Each sub-agent is still one of the three patterns inside {Mỗi sub-agent bên trong vẫn là một trong ba pattern}. The orchestrator’s job is routing, not replacing ReAct/Reflection/Planning {Việc orchestrator là routing, không thay ReAct/Reflection/Planning}.


Choosing a pattern by task {Chọn pattern theo task}

Task shapeStart hereAvoid
Open-ended research, unknown stepsReActRigid upfront plan
Single-shot quality (email, summary, review)ReflectionUnnecessary tool loops
Repeatable workflow, SOPPlanningReAct wandering
High parallelism, stable tool graphReWOO / PlanningStep-by-step ReAct
Long horizon, branching decisionsHierarchical planning + evalFlat ReAct without budgets
Coding agent in IDEReAct + Reflection on diffPlan-only without file I/O

Ask three questions before shipping {Hỏi ba câu trước khi ship}:

  1. Does the next action depend on live observations? → ReAct {Bước tiếp phụ thuộc observation live? → ReAct}.
  2. Is the output graded on quality, not tool count? → Reflection {Output chấm theo chất lượng, không phải số tool? → Reflection}.
  3. Can you write the steps before running? → Planning {Viết được bước trước khi chạy? → Planning}.

Failure modes and guardrails {Failure mode và guardrail}

Agents fail differently from single-turn LLMs {Agent fail khác LLM single-turn}. Production guardrails from Parts 4, 7, and 9:

FailureSymptomGuardrail
Infinite loopSame Action repeatedmax_steps, action dedup, diminishing returns detector
Hallucinated toolsAction calls unknown functionTool registry whitelist; reject + retry prompt
Runaway costToken budget blown in one runPer-run $ cap, cumulative token counter, step pricing alerts
Context overflowTruncated mid-traceRolling summary, observation compression (Part 5)
Silent wrong answerConfident but incorrectEval harness (Part 7), Reflection gate, human-in-the-loop
Unsafe tool callDestructive write/deletePermission tiers, confirmation UI, sandboxed execution
MAX_STEPS = 12
MAX_TOKENS_PER_RUN = 80_000
seen_actions: set[str] = set()

for step in range(MAX_STEPS):
    response = llm(messages, tools=registry)
    total_tokens += response.usage.total_tokens
    if total_tokens > MAX_TOKENS_PER_RUN:
        raise BudgetExceeded()

    if response.tool_calls:
        action_key = canonicalize(response.tool_calls)
        if action_key in seen_actions:
            messages.append({"role": "user", "content": "Duplicate action.
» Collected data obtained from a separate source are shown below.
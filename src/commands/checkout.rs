//! Interactive checkout: changed files plus local and remote branches.
//!
//! The selected kind decides everything. Files and plain local branches pass
//! through as the sole extra argument; the current branch is a no-op; a
//! branch held by another worktree refuses the checkout and shows the
//! worktree listing instead; a remote branch becomes a new local tracking
//! branch named after its last path segment. A successful checkout is
//! followed by exactly one recursive submodule update.

use crate::core::{
    candidate::{Candidate, CandidateKind, PathContext},
    error::Result,
    git::{Git, Outcome},
    invocation::Invocation,
    output::print_info,
    providers,
    select::{choose, SelectMode},
};

pub fn execute_checkout(git: &Git, invocation: &Invocation) -> Result<Outcome> {
    git.ensure_repository()?;

    let paths = PathContext::discover(git)?;
    let mut groups = providers::file_groups(
        git,
        &paths,
        &[CandidateKind::Modified, CandidateKind::Deleted],
    )?;
    groups.extend(providers::branch_groups(git)?);

    let selection = choose("Checkout", groups, SelectMode::Single, false)?;
    let picked = match selection.first() {
        Some(picked) => picked,
        None => return Ok(Outcome::Skipped),
    };

    match checkout_action(picked) {
        CheckoutAction::AlreadyCurrent => {
            print_info(&format!("Already on '{}'", picked.text));
            Ok(Outcome::Skipped)
        }
        CheckoutAction::ShowWorktrees => {
            print_info(&format!(
                "'{}' is checked out in another worktree:",
                picked.text
            ));
            git.run(&worktree_list_args()).map(Outcome::Ran)
        }
        CheckoutAction::Run(extra) => {
            let code = git.run(&invocation.with_selection(extra))?;
            if code != 0 {
                return Ok(Outcome::Ran(code));
            }
            git.run(&submodule_update_args()).map(Outcome::Ran)
        }
    }
}

#[derive(Debug, PartialEq, Eq)]
pub(crate) enum CheckoutAction {
    AlreadyCurrent,
    ShowWorktrees,
    Run(Vec<String>),
}

/// Map the selected candidate's kind to the checkout policy
pub(crate) fn checkout_action(picked: &Candidate) -> CheckoutAction {
    match picked.kind {
        CandidateKind::CurrentBranch => CheckoutAction::AlreadyCurrent,
        CandidateKind::WorktreeBranch => CheckoutAction::ShowWorktrees,
        CandidateKind::RemoteBranch => {
            let local = picked
                .text
                .rsplit('/')
                .next()
                .unwrap_or(picked.text.as_str());
            CheckoutAction::Run(vec![
                "-b".to_string(),
                local.to_string(),
                picked.text.clone(),
            ])
        }
        _ => CheckoutAction::Run(vec![picked.text.clone()]),
    }
}

fn worktree_list_args() -> Vec<String> {
    vec!["worktree".to_string(), "list".to_string()]
}

fn submodule_update_args() -> Vec<String> {
    vec![
        "submodule".to_string(),
        "update".to_string(),
        "--init".to_string(),
        "--recursive".to_string(),
    ]
}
Try a different approach or answer."})
            continue
        seen_actions.add(action_key)
        # execute tools, append observations ...
    else:
        return response.content  # final answer

raise MaxStepsExceeded()

Ship criterion: An agent without max_steps, budget tracking, and eval regression tests is a demo — not production {Tiêu chí ship: Agent không có max_steps, budget tracking, và eval regression test là demo — không phải production}.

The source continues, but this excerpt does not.